* Assigned task: The lines below are to be quoted exactly, from the first through the one that contains "#[derive(Clone)]".

* Source data:
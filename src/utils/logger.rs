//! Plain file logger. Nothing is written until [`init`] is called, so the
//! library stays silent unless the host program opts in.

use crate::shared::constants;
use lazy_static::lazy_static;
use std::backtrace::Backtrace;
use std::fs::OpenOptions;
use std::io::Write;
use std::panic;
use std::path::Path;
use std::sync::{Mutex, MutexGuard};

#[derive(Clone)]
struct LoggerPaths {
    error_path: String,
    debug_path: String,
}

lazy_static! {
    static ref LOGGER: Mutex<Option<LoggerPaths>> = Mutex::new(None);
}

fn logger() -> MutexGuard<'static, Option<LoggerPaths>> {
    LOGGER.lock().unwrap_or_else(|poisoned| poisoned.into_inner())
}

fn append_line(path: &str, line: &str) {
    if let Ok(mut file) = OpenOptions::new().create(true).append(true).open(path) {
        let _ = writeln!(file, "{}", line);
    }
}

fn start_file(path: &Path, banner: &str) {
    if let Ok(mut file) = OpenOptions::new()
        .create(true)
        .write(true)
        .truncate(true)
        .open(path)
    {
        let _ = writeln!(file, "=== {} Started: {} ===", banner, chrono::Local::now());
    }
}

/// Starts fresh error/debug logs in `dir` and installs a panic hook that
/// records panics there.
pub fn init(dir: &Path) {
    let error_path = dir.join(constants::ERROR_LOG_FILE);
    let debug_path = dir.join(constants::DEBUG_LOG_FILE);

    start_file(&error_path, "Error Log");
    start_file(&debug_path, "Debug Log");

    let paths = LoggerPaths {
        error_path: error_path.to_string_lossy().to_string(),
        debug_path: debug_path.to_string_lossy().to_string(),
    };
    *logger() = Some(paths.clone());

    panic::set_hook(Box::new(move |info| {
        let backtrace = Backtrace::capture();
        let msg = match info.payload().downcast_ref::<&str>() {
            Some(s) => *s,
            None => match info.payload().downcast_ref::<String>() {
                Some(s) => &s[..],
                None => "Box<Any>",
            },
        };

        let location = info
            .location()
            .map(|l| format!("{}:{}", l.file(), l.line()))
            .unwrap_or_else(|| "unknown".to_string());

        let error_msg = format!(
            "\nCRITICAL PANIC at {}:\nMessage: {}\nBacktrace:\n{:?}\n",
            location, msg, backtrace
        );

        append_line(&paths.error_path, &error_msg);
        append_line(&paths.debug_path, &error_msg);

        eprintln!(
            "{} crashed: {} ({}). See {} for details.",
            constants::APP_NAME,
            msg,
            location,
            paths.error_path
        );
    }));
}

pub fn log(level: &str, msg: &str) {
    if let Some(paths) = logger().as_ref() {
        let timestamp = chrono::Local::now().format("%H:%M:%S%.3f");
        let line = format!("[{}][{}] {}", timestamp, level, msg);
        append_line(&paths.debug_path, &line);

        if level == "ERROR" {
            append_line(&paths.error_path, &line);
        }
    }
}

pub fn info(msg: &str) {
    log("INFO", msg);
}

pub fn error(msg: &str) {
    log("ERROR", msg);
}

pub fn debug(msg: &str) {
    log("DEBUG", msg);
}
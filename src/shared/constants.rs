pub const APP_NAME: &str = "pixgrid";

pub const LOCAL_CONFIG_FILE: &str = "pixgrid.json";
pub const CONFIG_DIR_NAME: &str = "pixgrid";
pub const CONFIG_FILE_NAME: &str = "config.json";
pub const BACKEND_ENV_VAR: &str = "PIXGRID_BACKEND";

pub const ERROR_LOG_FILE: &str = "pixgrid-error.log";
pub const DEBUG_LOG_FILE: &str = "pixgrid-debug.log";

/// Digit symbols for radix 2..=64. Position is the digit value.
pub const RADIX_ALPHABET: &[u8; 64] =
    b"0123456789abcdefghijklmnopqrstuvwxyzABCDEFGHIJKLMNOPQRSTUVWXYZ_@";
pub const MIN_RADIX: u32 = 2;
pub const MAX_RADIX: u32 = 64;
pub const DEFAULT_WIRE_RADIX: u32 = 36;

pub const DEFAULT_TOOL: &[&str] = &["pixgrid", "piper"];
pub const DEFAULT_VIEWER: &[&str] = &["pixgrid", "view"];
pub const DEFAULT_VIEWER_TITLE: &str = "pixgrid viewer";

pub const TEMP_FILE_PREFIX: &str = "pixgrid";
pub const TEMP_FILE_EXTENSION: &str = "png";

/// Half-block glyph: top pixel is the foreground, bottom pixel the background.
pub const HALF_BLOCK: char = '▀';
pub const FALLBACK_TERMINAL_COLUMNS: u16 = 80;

* Exercise answer:
filename src/utils/logger.rs
//! Plain file logger. Nothing is written until [`init`] is called, so the
//! library stays silent unless the host program opts in.

use crate::shared::constants;
use lazy_static::lazy_static;
use std::backtrace::Backtrace;
use std::fs::OpenOptions;
use std::io::Write;
use std::panic;
use std::path::Path;
use std::sync::{Mutex, MutexGuard};

#[derive(Clone)]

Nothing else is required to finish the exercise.